■ **Task objective**:
The lines below that include the word "seeded" are to be reported.

══ Records for this exercise

//! Scheduler Integration Tests
//!
//! Drive the scheduler actor through its handle on a real tokio runtime:
//! cadence ticks, command serialization, snapshot publication and shutdown.

use std::time::Duration;

use hydronauts::config::{AnomalyConfig, NetworkConfig};
use hydronauts::{
    AnomalyKind, RunState, Simulation, SimulationError, SimulationHandle, SimulationScheduler,
    ZoneId, ZoneStatus,
};
use tokio::task::JoinHandle;
use tokio::time::{sleep, timeout};
use tokio_test::{assert_err, assert_ok};
use tokio_util::sync::CancellationToken;

const WAIT: Duration = Duration::from_secs(5);

fn frozen_config() -> NetworkConfig {
    NetworkConfig {
        anomaly: AnomalyConfig::frozen(),
        ..NetworkConfig::default()
    }
}

fn start(
    config: &NetworkConfig,
    interval: Duration,
) -> (SimulationHandle, CancellationToken, JoinHandle<Simulation>) {
    let simulation = Simulation::seeded(config, 1234).expect("simulation");
    let cancel = CancellationToken::new();
    let (scheduler, handle) = SimulationScheduler::new(simulation, interval, 16, cancel.clone());
    (handle, cancel, scheduler.spawn())
}

async fn wait_for_tick(handle: &SimulationHandle, target: u64) {
    let mut published = handle.subscribe();
    timeout(WAIT, async {
        while *published.borrow_and_update() < target {
            published.changed().await.expect("scheduler alive");
        }
    })
    .await
    .expect("tick reached in time");
}

// ============================================================================
// Cadence
// ============================================================================

#[tokio::test]
async fn cadence_ticks_publish_snapshots() {
    let (handle, cancel, task) = start(&NetworkConfig::default(), Duration::from_millis(5));

    wait_for_tick(&handle, 12).await;
    let snap = handle.snapshot();
    assert!(snap.tick >= 12);
    assert_eq!(snap.metrics.tick, snap.tick);
    assert!(snap.metrics.last_update_tick >= 10);
    for history in &snap.history {
        assert_eq!(history.pressure.len(), 120);
        assert_eq!(history.flow.len(), 120);
    }

    cancel.cancel();
    let simulation = task.await.expect("join");
    assert!(simulation.tick() >= 12);
}

#[tokio::test]
async fn first_tick_waits_one_interval() {
    let (handle, cancel, task) = start(&NetworkConfig::default(), Duration::from_secs(3600));

    sleep(Duration::from_millis(50)).await;
    assert_eq!(handle.snapshot().tick, 0);

    cancel.cancel();
    task.await.expect("join");
}

#[tokio::test]
async fn paused_scheduler_does_not_advance() {
    let (handle, cancel, task) = start(&frozen_config(), Duration::from_millis(5));
    wait_for_tick(&handle, 3).await;

    assert!(assert_ok!(handle.pause().await));
    let frozen = handle.snapshot();
    assert_eq!(frozen.run_state, RunState::Paused);

    sleep(Duration::from_millis(100)).await;
    let later = handle.snapshot();
    assert_eq!(later.tick, frozen.tick);
    assert_eq!(later.history, frozen.history);
    assert_eq!(later.metrics, frozen.metrics);

    assert!(assert_ok!(handle.resume().await));
    wait_for_tick(&handle, frozen.tick + 3).await;

    cancel.cancel();
    let simulation = task.await.expect("join");
    assert!(simulation.skipped_ticks() > 0);
}

// ============================================================================
// Commands
// ============================================================================

#[tokio::test]
async fn commands_are_visible_in_next_snapshot() {
    let (handle, cancel, task) = start(&frozen_config(), Duration::from_secs(3600));
    let zone_b = ZoneId::new(1);

    let seq = assert_ok!(handle.inject_anomaly(zone_b, AnomalyKind::Leak).await);
    assert_eq!(seq, 1);
    let snap = handle.snapshot();
    assert_eq!(snap.zones[1].status, ZoneStatus::Leak);
    assert_eq!(snap.alerts.len(), 1);
    assert_eq!(snap.alerts[0].message, "Possible leak detected in Zone B (North)");

    let open = assert_ok!(handle.toggle_valve(2).await);
    assert!(open, "zone C starts closed");
    assert!(handle.snapshot().zones[2].valve_open);

    assert_eq!(assert_ok!(handle.clear_alerts().await), 1);
    let snap = handle.snapshot();
    assert!(snap.alerts.is_empty());
    assert_eq!(snap.metrics.total_alerts, 0);
    assert_eq!(snap.zones[1].anomaly, Some(AnomalyKind::Leak));

    assert_eq!(
        assert_ok!(handle.resolve_anomaly(zone_b).await),
        Some(AnomalyKind::Leak)
    );
    assert_eq!(assert_ok!(handle.resolve_anomaly(zone_b).await), None);
    assert_eq!(handle.snapshot().zones[1].status, ZoneStatus::Ok);

    cancel.cancel();
    task.await.expect("join");
}

#[tokio::test]
async fn step_command_runs_one_tick() {
    let (handle, cancel, task) = start(&frozen_config(), Duration::from_secs(3600));

    for expected in 1..=10 {
        let outcome = assert_ok!(handle.step().await);
        assert_eq!(outcome.tick(), expected);
    }
    let snap = handle.snapshot();
    assert_eq!(snap.tick, 10);
    assert_eq!(snap.metrics.last_update_tick, 10);
    assert_eq!(*handle.subscribe().borrow(), 10);

    cancel.cancel();
    task.await.expect("join");
}

#[tokio::test]
async fn invalid_commands_return_errors() {
    let (handle, cancel, task) = start(&frozen_config(), Duration::from_secs(3600));
    let before = handle.snapshot();

    assert_eq!(
        handle.toggle_valve(4).await,
        Err(SimulationError::UnknownZone { index: 4, count: 4 })
    );
    assert_err!(handle.resolve_anomaly(ZoneId::new(8)).await);

    assert_ok!(handle.inject_anomaly(ZoneId::new(0), AnomalyKind::Burst).await);
    assert_eq!(
        handle
            .inject_anomaly(ZoneId::new(0), AnomalyKind::Leak)
            .await,
        Err(SimulationError::AnomalyAlreadyActive {
            zone: ZoneId::new(0),
            kind: AnomalyKind::Burst
        })
    );

    let after = handle.snapshot();
    assert_eq!(after.tick, before.tick);
    assert_eq!(after.metrics.total_alerts, 1);

    cancel.cancel();
    task.await.expect("join");
}

#[tokio::test]
async fn concurrent_handles_share_one_simulation() {
    let (handle, cancel, task) = start(&frozen_config(), Duration::from_secs(3600));

    let mut joins = Vec::new();
    for zone in 0..4 {
        let h = handle.clone();
        joins.push(tokio::spawn(async move {
            h.inject_anomaly(ZoneId::new(zone), AnomalyKind::LowPressure)
                .await
        }));
    }
    let mut seqs = Vec::new();
    for join in joins {
        seqs.push(assert_ok!(join.await.expect("join")));
    }
    seqs.sort_unstable();
    assert_eq!(seqs, vec![1, 2, 3, 4]);
    assert_eq!(handle.snapshot().metrics.active_anomalies, 4);

    cancel.cancel();
    task.await.expect("join");
}

// ============================================================================
// Shutdown
// ============================================================================

#[tokio::test]
async fn cancelled_scheduler_rejects_commands() {
    let (handle, cancel, task) = start(&frozen_config(), Duration::from_millis(5));
    wait_for_tick(&handle, 2).await;

    cancel.cancel();
    let simulation = task.await.expect("join");
    let final_tick = simulation.tick();

    assert!(handle.is_stopped());
    assert_eq!(handle.pause().await, Err(SimulationError::SchedulerStopped));
    assert_eq!(handle.step().await, Err(SimulationError::SchedulerStopped));
    // last published snapshot stays readable
    assert_eq!(handle.snapshot().tick, final_tick);
}

#[tokio::test]
async fn tick_limit_stops_exactly_at_limit() {
    let simulation = Simulation::seeded(&NetworkConfig::default(), 1234).expect("simulation");
    let cancel = CancellationToken::new();
    let (scheduler, handle) =
        SimulationScheduler::new(simulation, Duration::from_millis(2), 16, cancel);
    let task = scheduler.with_tick_limit(Some(5)).spawn();

    let simulation = timeout(WAIT, task)
        .await
        .expect("scheduler exits at limit")
        .expect("join");
    assert_eq!(simulation.tick(), 5);
    assert_eq!(simulation.snapshot().tick, 5);
    assert_eq!(handle.snapshot().tick, 5);
    assert_eq!(*handle.subscribe().borrow(), 5);
    assert!(handle.is_stopped());
}

#[tokio::test]
async fn dropping_all_handles_stops_scheduler() {
    let (handle, _cancel, task) = start(&frozen_config(), Duration::from_secs(3600));
    let extra = handle.clone();
    drop(handle);
    drop(extra);

    let simulation = timeout(WAIT, task)
        .await
        .expect("scheduler exits")
        .expect("join");
    assert_eq!(simulation.tick(), 0);
}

════

■ **Exercise response**:
    let simulation = Simulation::seeded(config, 1234).expect("simulation");
    let simulation = Simulation::seeded(&NetworkConfig::default(), 1234).expect("simulation");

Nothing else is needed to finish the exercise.